:: Problem ::
An exact reproduction of all the entries below is required.

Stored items
++++++

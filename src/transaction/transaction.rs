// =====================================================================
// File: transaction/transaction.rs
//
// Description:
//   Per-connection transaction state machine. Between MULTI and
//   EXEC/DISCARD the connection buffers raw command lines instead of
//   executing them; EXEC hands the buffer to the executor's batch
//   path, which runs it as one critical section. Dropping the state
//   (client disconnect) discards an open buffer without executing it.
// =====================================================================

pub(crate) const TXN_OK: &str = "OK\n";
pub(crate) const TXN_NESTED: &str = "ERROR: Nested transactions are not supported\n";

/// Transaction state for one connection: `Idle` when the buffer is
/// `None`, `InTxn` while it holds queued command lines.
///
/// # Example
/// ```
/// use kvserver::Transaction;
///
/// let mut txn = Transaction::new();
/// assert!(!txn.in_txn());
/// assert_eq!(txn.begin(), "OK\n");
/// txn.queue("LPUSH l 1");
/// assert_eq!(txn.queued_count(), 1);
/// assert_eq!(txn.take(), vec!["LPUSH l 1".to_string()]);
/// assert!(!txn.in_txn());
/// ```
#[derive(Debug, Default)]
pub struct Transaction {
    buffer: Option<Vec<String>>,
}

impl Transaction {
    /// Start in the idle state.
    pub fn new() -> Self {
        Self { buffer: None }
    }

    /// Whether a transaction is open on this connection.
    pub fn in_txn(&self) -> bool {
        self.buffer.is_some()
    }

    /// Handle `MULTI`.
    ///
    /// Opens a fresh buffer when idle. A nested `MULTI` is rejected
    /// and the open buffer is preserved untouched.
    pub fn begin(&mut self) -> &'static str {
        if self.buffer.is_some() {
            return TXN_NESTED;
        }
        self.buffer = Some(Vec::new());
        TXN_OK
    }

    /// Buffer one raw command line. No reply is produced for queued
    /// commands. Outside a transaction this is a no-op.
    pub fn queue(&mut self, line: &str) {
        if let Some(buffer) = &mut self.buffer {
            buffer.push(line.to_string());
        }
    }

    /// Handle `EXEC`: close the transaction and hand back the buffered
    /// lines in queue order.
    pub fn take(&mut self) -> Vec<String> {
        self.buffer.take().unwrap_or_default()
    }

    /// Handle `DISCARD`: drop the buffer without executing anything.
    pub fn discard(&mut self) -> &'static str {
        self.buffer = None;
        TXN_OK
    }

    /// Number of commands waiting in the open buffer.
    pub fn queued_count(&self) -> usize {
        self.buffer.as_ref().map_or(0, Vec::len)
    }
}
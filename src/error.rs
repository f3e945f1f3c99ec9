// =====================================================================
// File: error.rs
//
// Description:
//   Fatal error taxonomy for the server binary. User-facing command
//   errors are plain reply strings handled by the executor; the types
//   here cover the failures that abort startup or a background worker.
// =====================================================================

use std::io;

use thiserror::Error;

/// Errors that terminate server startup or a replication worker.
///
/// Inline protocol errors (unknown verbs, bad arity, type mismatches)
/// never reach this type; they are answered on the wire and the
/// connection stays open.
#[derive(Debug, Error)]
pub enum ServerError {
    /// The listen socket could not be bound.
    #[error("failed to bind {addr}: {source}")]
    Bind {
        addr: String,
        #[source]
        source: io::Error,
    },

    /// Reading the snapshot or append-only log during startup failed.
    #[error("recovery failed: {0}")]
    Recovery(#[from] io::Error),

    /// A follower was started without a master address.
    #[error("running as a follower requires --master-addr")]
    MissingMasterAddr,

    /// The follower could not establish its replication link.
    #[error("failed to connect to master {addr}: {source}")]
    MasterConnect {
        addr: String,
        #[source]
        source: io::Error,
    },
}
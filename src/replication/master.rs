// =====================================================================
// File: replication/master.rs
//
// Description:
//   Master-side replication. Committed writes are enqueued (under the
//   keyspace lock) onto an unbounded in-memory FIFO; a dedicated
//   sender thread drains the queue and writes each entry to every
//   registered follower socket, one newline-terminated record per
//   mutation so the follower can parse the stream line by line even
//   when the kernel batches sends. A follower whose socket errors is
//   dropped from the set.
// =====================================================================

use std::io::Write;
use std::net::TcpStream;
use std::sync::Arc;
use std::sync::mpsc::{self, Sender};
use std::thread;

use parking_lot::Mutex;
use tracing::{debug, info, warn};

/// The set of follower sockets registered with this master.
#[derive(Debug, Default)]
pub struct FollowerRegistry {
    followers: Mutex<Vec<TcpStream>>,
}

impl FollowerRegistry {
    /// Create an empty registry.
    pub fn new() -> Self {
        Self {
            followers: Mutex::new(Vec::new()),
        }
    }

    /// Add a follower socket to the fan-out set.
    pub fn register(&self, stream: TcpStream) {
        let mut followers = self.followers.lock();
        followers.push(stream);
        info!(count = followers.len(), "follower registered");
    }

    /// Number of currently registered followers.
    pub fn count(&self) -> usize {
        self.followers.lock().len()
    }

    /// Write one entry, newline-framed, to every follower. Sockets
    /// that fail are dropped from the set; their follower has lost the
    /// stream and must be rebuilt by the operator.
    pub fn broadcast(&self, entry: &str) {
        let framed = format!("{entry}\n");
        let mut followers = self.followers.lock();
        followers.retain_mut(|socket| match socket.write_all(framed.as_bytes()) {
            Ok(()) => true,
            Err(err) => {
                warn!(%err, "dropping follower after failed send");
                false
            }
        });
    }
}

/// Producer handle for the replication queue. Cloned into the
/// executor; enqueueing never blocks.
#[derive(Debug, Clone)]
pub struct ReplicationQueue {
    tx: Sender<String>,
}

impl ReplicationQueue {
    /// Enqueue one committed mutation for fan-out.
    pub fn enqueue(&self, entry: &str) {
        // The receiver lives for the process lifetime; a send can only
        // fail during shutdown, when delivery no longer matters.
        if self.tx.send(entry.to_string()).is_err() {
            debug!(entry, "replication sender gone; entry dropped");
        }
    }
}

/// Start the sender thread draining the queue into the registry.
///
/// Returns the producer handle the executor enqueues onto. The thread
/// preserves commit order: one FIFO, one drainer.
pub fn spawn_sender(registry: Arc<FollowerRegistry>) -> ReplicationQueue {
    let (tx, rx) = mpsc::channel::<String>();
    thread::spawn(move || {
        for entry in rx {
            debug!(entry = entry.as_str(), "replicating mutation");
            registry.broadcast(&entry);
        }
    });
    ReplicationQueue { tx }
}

++++++

:: Task output ::
filename src/transaction/transaction.rs
// =====================================================================
// File: transaction/transaction.rs
//
// Description:
//   Per-connection transaction state machine. Between MULTI and
//   EXEC/DISCARD the connection buffers raw command lines instead of
//   executing them; EXEC hands the buffer to the executor's batch
//   path, which runs it as one critical section. Dropping the state
//   (client disconnect) discards an open buffer without executing it.
// =====================================================================

pub(crate) const TXN_OK: &str = "OK\n";
pub(crate) const TXN_NESTED: &str = "ERROR: Nested transactions are not supported\n";

/// Transaction state for one connection: `Idle` when the buffer is
/// `None`, `InTxn` while it holds queued command lines.
///
/// # Example
/// ```
/// use kvserver::Transaction;
///
/// let mut txn = Transaction::new();
/// assert!(!txn.in_txn());
/// assert_eq!(txn.begin(), "OK\n");
/// txn.queue("LPUSH l 1");
/// assert_eq!(txn.queued_count(), 1);
/// assert_eq!(txn.take(), vec!["LPUSH l 1".to_string()]);
/// assert!(!txn.in_txn());
/// ```
#[derive(Debug, Default)]
pub struct Transaction {
    buffer: Option<Vec<String>>,
}

impl Transaction {
    /// Start in the idle state.
    pub fn new() -> Self {
        Self { buffer: None }
    }

    /// Whether a transaction is open on this connection.
    pub fn in_txn(&self) -> bool {
        self.buffer.is_some()
    }

    /// Handle `MULTI`.
    ///
    /// Opens a fresh buffer when idle. A nested `MULTI` is rejected
    /// and the open buffer is preserved untouched.
    pub fn begin(&mut self) -> &'static str {
        if self.buffer.is_some() {
            return TXN_NESTED;
        }
        self.buffer = Some(Vec::new());
        TXN_OK
    }

    /// Buffer one raw command line. No reply is produced for queued
    /// commands. Outside a transaction this is a no-op.
    pub fn queue(&mut self, line: &str) {
        if let Some(buffer) = &mut self.buffer {
            buffer.push(line.to_string());
        }
    }

    /// Handle `EXEC`: close the transaction and hand back the buffered
    /// lines in queue order.
    pub fn take(&mut self) -> Vec<String> {
        self.buffer.take().unwrap_or_default()
    }

    /// Handle `DISCARD`: drop the buffer without executing anything.
    pub fn discard(&mut self) -> &'static str {
        self.buffer = None;
        TXN_OK
    }

    /// Number of commands waiting in the open buffer.
    pub fn queued_count(&self) -> usize {
        self.buffer.as_ref().map_or(0, Vec::len)
    }
}
filename src/error.rs
repository f3e945f1f3c99ec9
// =====================================================================
// File: error.rs
//
// Description:
//   Fatal error taxonomy for the server binary. User-facing command
//   errors are plain reply strings handled by the executor; the types
//   here cover the failures that abort startup or a background worker.
// =====================================================================

use std::io;

use thiserror::Error;

/// Errors that terminate server startup or a replication worker.
///
/// Inline protocol errors (unknown verbs, bad arity, type mismatches)
/// never reach this type; they are answered on the wire and the
/// connection stays open.
#[derive(Debug, Error)]
pub enum ServerError {
    /// The listen socket could not be bound.
    #[error("failed to bind {addr}: {source}")]
    Bind {
        addr: String,
        #[source]
        source: io::Error,
    },

    /// Reading the snapshot or append-only log during startup failed.
    #[error("recovery failed: {0}")]
    Recovery(#[from] io::Error),

    /// A follower was started without a master address.
    #[error("running as a follower requires --master-addr")]
    MissingMasterAddr,

    /// The follower could not establish its replication link.
    #[error("failed to connect to master {addr}: {source}")]
    MasterConnect {
        addr: String,
        #[source]
        source: io::Error,
    },
}
filename src/replication/master.rs
// =====================================================================
// File: replication/master.rs
//
// Description:
//   Master-side replication. Committed writes are enqueued (under the
//   keyspace lock) onto an unbounded in-memory FIFO; a dedicated
//   sender thread drains the queue and writes each entry to every
//   registered follower socket, one newline-terminated record per
//   mutation so the follower can parse the stream line by line even
//   when the kernel batches sends. A follower whose socket errors is
//   dropped from the set.
// =====================================================================

use std::io::Write;
use std::net::TcpStream;
use std::sync::Arc;
use std::sync::mpsc::{self, Sender};
use std::thread;

use parking_lot::Mutex;
use tracing::{debug, info, warn};

/// The set of follower sockets registered with this master.
#[derive(Debug, Default)]
pub struct FollowerRegistry {
    followers: Mutex<Vec<TcpStream>>,
}

impl FollowerRegistry {
    /// Create an empty registry.
    pub fn new() -> Self {
        Self {
            followers: Mutex::new(Vec::new()),
        }
    }

    /// Add a follower socket to the fan-out set.
    pub fn register(&self, stream: TcpStream) {
        let mut followers = self.followers.lock();
        followers.push(stream);
        info!(count = followers.len(), "follower registered");
    }

    /// Number of currently registered followers.
    pub fn count(&self) -> usize {
        self.followers.lock().len()
    }

    /// Write one entry, newline-framed, to every follower. Sockets
    /// that fail are dropped from the set; their follower has lost the
    /// stream and must be rebuilt by the operator.
    pub fn broadcast(&self, entry: &str) {
        let framed = format!("{entry}\n");
        let mut followers = self.followers.lock();
        followers.retain_mut(|socket| match socket.write_all(framed.as_bytes()) {
            Ok(()) => true,
            Err(err) => {
                warn!(%err, "dropping follower after failed send");
                false
            }
        });
    }
}

/// Producer handle for the replication queue. Cloned into the
/// executor; enqueueing never blocks.
#[derive(Debug, Clone)]
pub struct ReplicationQueue {
    tx: Sender<String>,
}

impl ReplicationQueue {
    /// Enqueue one committed mutation for fan-out.
    pub fn enqueue(&self, entry: &str) {
        // The receiver lives for the process lifetime; a send can only
        // fail during shutdown, when delivery no longer matters.
        if self.tx.send(entry.to_string()).is_err() {
            debug!(entry, "replication sender gone; entry dropped");
        }
    }
}

/// Start the sender thread draining the queue into the registry.
///
/// Returns the producer handle the executor enqueues onto. The thread
/// preserves commit order: one FIFO, one drainer.
pub fn spawn_sender(registry: Arc<FollowerRegistry>) -> ReplicationQueue {
    let (tx, rx) = mpsc::channel::<String>();
    thread::spawn(move || {
        for entry in rx {
            debug!(entry = entry.as_str(), "replicating mutation");
            registry.broadcast(&entry);
        }
    });
    ReplicationQueue { tx }
}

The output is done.